Task prompt >> Where a line below holds the string "ausfuehren", copy that line.

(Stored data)
═══

//! SmartTV Fernbedienung – Einstiegspunkt
//!
//! Verbindet sich per TCP mit dem SmartTV-Server und leitet Befehle von der
//! Tastatur weiter.

mod connection;

use clap::Parser;
use connection::SitzungsEnde;
use tokio::io::BufReader;
use tokio::net::TcpStream;

/// Interaktive Fernbedienung fuer den SmartTV-Server
#[derive(Parser, Debug)]
#[command(name = "smarttv-client", version, about)]
struct Args {
    /// Hostname oder IP des Servers
    #[arg(env = "SMARTTV_HOST", default_value = "127.0.0.1")]
    host: String,

    /// TCP-Port des Servers
    #[arg(env = "SMARTTV_PORT", default_value_t = 1238)]
    port: u16,
}

fn main() -> anyhow::Result<()> {
    // Logs nach stderr, damit sie die Terminal-Ausgabe nicht stoeren
    tracing_subscriber::fmt()
        .with_env_filter(
            tracing_subscriber::EnvFilter::try_from_env("SMARTTV_LOG_LEVEL")
                .unwrap_or_else(|_| "warn".into()),
        )
        .with_writer(std::io::stderr)
        .init();

    let args = Args::parse();
    let runtime = tokio::runtime::Runtime::new()?;

    if let Err(e) = runtime.block_on(ausfuehren(&args)) {
        println!("An error occurred: {e:#}");
    }
    println!("Disconnected from server");

    // Ein haengender stdin-Lesevorgang darf das Beenden nicht blockieren
    runtime.shutdown_background();
    Ok(())
}

async fn ausfuehren(args: &Args) -> anyhow::Result<()> {
    let stream = TcpStream::connect((args.host.as_str(), args.port)).await?;
    println!("Connected to server");
    tracing::info!(host = %args.host, port = args.port, "Verbunden");

    let eingabe = BufReader::new(tokio::io::stdin());
    let ende = connection::sitzung(stream, eingabe, tokio::io::stdout()).await?;

    tracing::debug!(ende = ?ende, "Sitzung beendet");
    if ende == SitzungsEnde::ServerGetrennt {
        println!();
    }
    Ok(())
}

#[cfg(test)]
mod tests {
    use super::*;

    #[test]
    fn standardwerte() {
        let args = Args::try_parse_from(["smarttv-client"]).unwrap();
        assert_eq!(args.host, "127.0.0.1");
        assert_eq!(args.port, 1238);
    }

    #[test]
    fn host_und_port_positionell() {
        let args = Args::try_parse_from(["smarttv-client", "192.168.1.20", "5555"]).unwrap();
        assert_eq!(args.host, "192.168.1.20");
        assert_eq!(args.port, 5555);
    }

    #[test]
    fn ungueltiger_port_wird_abgelehnt() {
        assert!(Args::try_parse_from(["smarttv-client", "localhost", "abc"]).is_err());
    }
}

═══

Answer to the exercise >>
    if let Err(e) = runtime.block_on(ausfuehren(&args)) {
async fn ausfuehren(args: &Args) -> anyhow::Result<()> {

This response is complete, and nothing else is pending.